Similarly, the code we write for software projects is very similar to this house. It may seem like an asset at first - after all, it's what allows our programs to function, and the solutions produced with this code often generate profit. But like a house, the code requires ongoing maintenance.
Bugs need to be fixed, logic may need to be updated as requirements change, as the system grows, code that was perfectly fine in the past can become a roadblock to adding new features. If we ignore crucial quality aspects and just introduce new features into the code without planning and good practices, we will sabotage the software over time, making the code increasingly difficult to understand, modify and especially test!
And this is where refactoring comes in.
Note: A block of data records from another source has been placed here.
//! Turning a verified identity into a [`Principal`].
//!
//! Each metadata field is defaulted on its own; a record with a first name
//! but no last name keeps the first name and gets the placeholder last name.
//! Blank values count as absent.

use crate::error::AuthError;
use colmena_core::{IdentityConfig, IdentityRecord, MissingRolePolicy, Principal, Role, UserMetadata};

#[derive(Debug, Clone, Default)]
pub struct IdentityEnricher {
    config: IdentityConfig,
}

impl IdentityEnricher {
    pub fn new(config: IdentityConfig) -> Self {
        Self { config }
    }

    pub fn enrich(&self, identity: IdentityRecord) -> Result<Principal, AuthError> {
        let meta = &identity.user_metadata;
        let role = self.resolve_role(&identity.id, meta)?;

        let first_name = UserMetadata::non_blank(&meta.first_name)
            .unwrap_or(self.config.default_first_name.as_str())
            .to_string();
        let last_name = UserMetadata::non_blank(&meta.last_name)
            .unwrap_or(self.config.default_last_name.as_str())
            .to_string();
        let family_id = UserMetadata::non_blank(&meta.family_id).map(str::to_string);
        let teacher_id = UserMetadata::non_blank(&meta.teacher_id).map(str::to_string);

        Ok(Principal {
            id: identity.id,
            email: identity.email.unwrap_or_default(),
            role,
            first_name,
            last_name,
            family_id,
            teacher_id,
        })
    }

    fn resolve_role(&self, user_id: &str, meta: &UserMetadata) -> Result<Role, AuthError> {
        let raw = UserMetadata::non_blank(&meta.role);
        if let Some(role) = raw.and_then(|r| r.parse::<Role>().ok()) {
            return Ok(role);
        }

        match self.config.missing_role {
            MissingRolePolicy::Default => {
                tracing::debug!(
                    user_id,
                    metadata_role = raw.unwrap_or(""),
                    default_role = %self.config.default_role,
                    "no usable role in metadata, applying default"
                );
                Ok(self.config.default_role)
            }
            MissingRolePolicy::Reject => {
                tracing::warn!(
                    user_id,
                    metadata_role = raw.unwrap_or(""),
                    "no usable role in metadata, refusing"
                );
                Err(AuthError::RoleNotAssigned)
            }
        }
    }
}
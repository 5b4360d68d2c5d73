//! # colmena-server
//!
//! HTTP front of the La Colmena API.
//!
//! Routes are declared once in [`routes::create_router`]. Every response
//! passes through the CORS boundary in [`middleware::cors`]; routes that need
//! an authenticated caller either take a [`CurrentPrincipal`] argument or sit
//! behind [`middleware::auth::require_principal`].

pub mod error;
pub mod extract;
pub mod handlers;
pub mod logging;
pub mod middleware;
pub mod routes;
pub mod state;

pub use error::ApiError;
pub use extract::CurrentPrincipal;
pub use routes::ProtectedRoutes;
pub use state::AppState;

use anyhow::Context;
use colmena_core::ColmenaConfig;
use tokio::net::TcpListener;

/// Bind the configured address and serve until Ctrl-C or SIGTERM.
pub async fn run(config: &ColmenaConfig) -> anyhow::Result<()> {
    let state = AppState::from_config(config)?;
    let app = routes::create_router(state);

    let addr = &config.server.bind;
    let listener = TcpListener::bind(addr)
        .await
        .with_context(|| format!("failed to bind {addr}"))?;
    tracing::info!(address = %addr, "colmena-server listening");

    axum::serve(listener, app)
        .with_graceful_shutdown(shutdown_signal())
        .await?;

    tracing::info!("colmena-server stopped");
    Ok(())
}

async fn shutdown_signal() {
    let ctrl_c = async {
        if let Err(e) = tokio::signal::ctrl_c().await {
            tracing::error!(error = %e, "failed to listen for Ctrl-C");
            std::future::pending::<()>().await;
        }
    };

    #[cfg(unix)]
    let terminate = async {
        match tokio::signal::unix::signal(tokio::signal::unix::SignalKind::terminate()) {
            Ok(mut signal) => {
                signal.recv().await;
            }
            Err(e) => {
                tracing::error!(error = %e, "failed to listen for SIGTERM");
                std::future::pending::<()>().await;
            }
        }
    };

    #[cfg(not(unix))]
    let terminate = std::future::pending::<()>();

    tokio::select! {
        _ = ctrl_c => {},
        _ = terminate => {},
    }
    tracing::info!("shutdown signal received");
}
Like refactoring a house to keep it in good shape, refactoring is the process of organizing (practically improving) code to keep it cohesive. It allows us to fix code design, coupling, and other issues before they become critical, makes code easier to understand and modify, and ensures that our code liability doesn't cost us more than it should in effort and productivity.
So while we may initially think of our code as an asset, it's helpful to think of it as a liability - something that requires ongoing maintenance to maintain its value.1
That's why we always need to talk about refactoring. Have you been using this technique in your favor? No? How then can we do this? Let's understand!
How to use this technique in our favor?
One of the main benefits of refactoring is that it can help with catching bugs in code. How is that possible? To understand this, we first need to look at the nature of software bugs. Bugs are essentially defects in code that cause undesirable behavior. Often, these defects are the result of incorrect assumptions, misunderstandings, or programming errors. Let's clarify this:
Incorrect Assumptions: Occurs when a developer has made an assumption about how something should work, but that assumption was wrong. A classic example is assuming that a list of items will always have at least one item. This can lead to a bug if the list is empty, because the code might try to access the first item in the list and instead throw an error because there are no items to access.
Misunderstandings: Sometimes, a programmer may simply not fully understand how a specific piece of code is supposed to work, or how a particular function or class is supposed to be used. For example, maybe a method returns a null value under certain circumstances, but the developer thought it would always return a valid value. When the method returns null, this can cause a "null object" error when code attempts to use the returned value.
Programming errors: These are "errors" in the most classic sense. Maybe the developer typed something wrong, forgot to initialize a variable, used the wrong operator in an expression, or made some other simple mistake. These types of errors can be difficult to detect, because the code may look correct at first glance, but it doesn't behave as expected.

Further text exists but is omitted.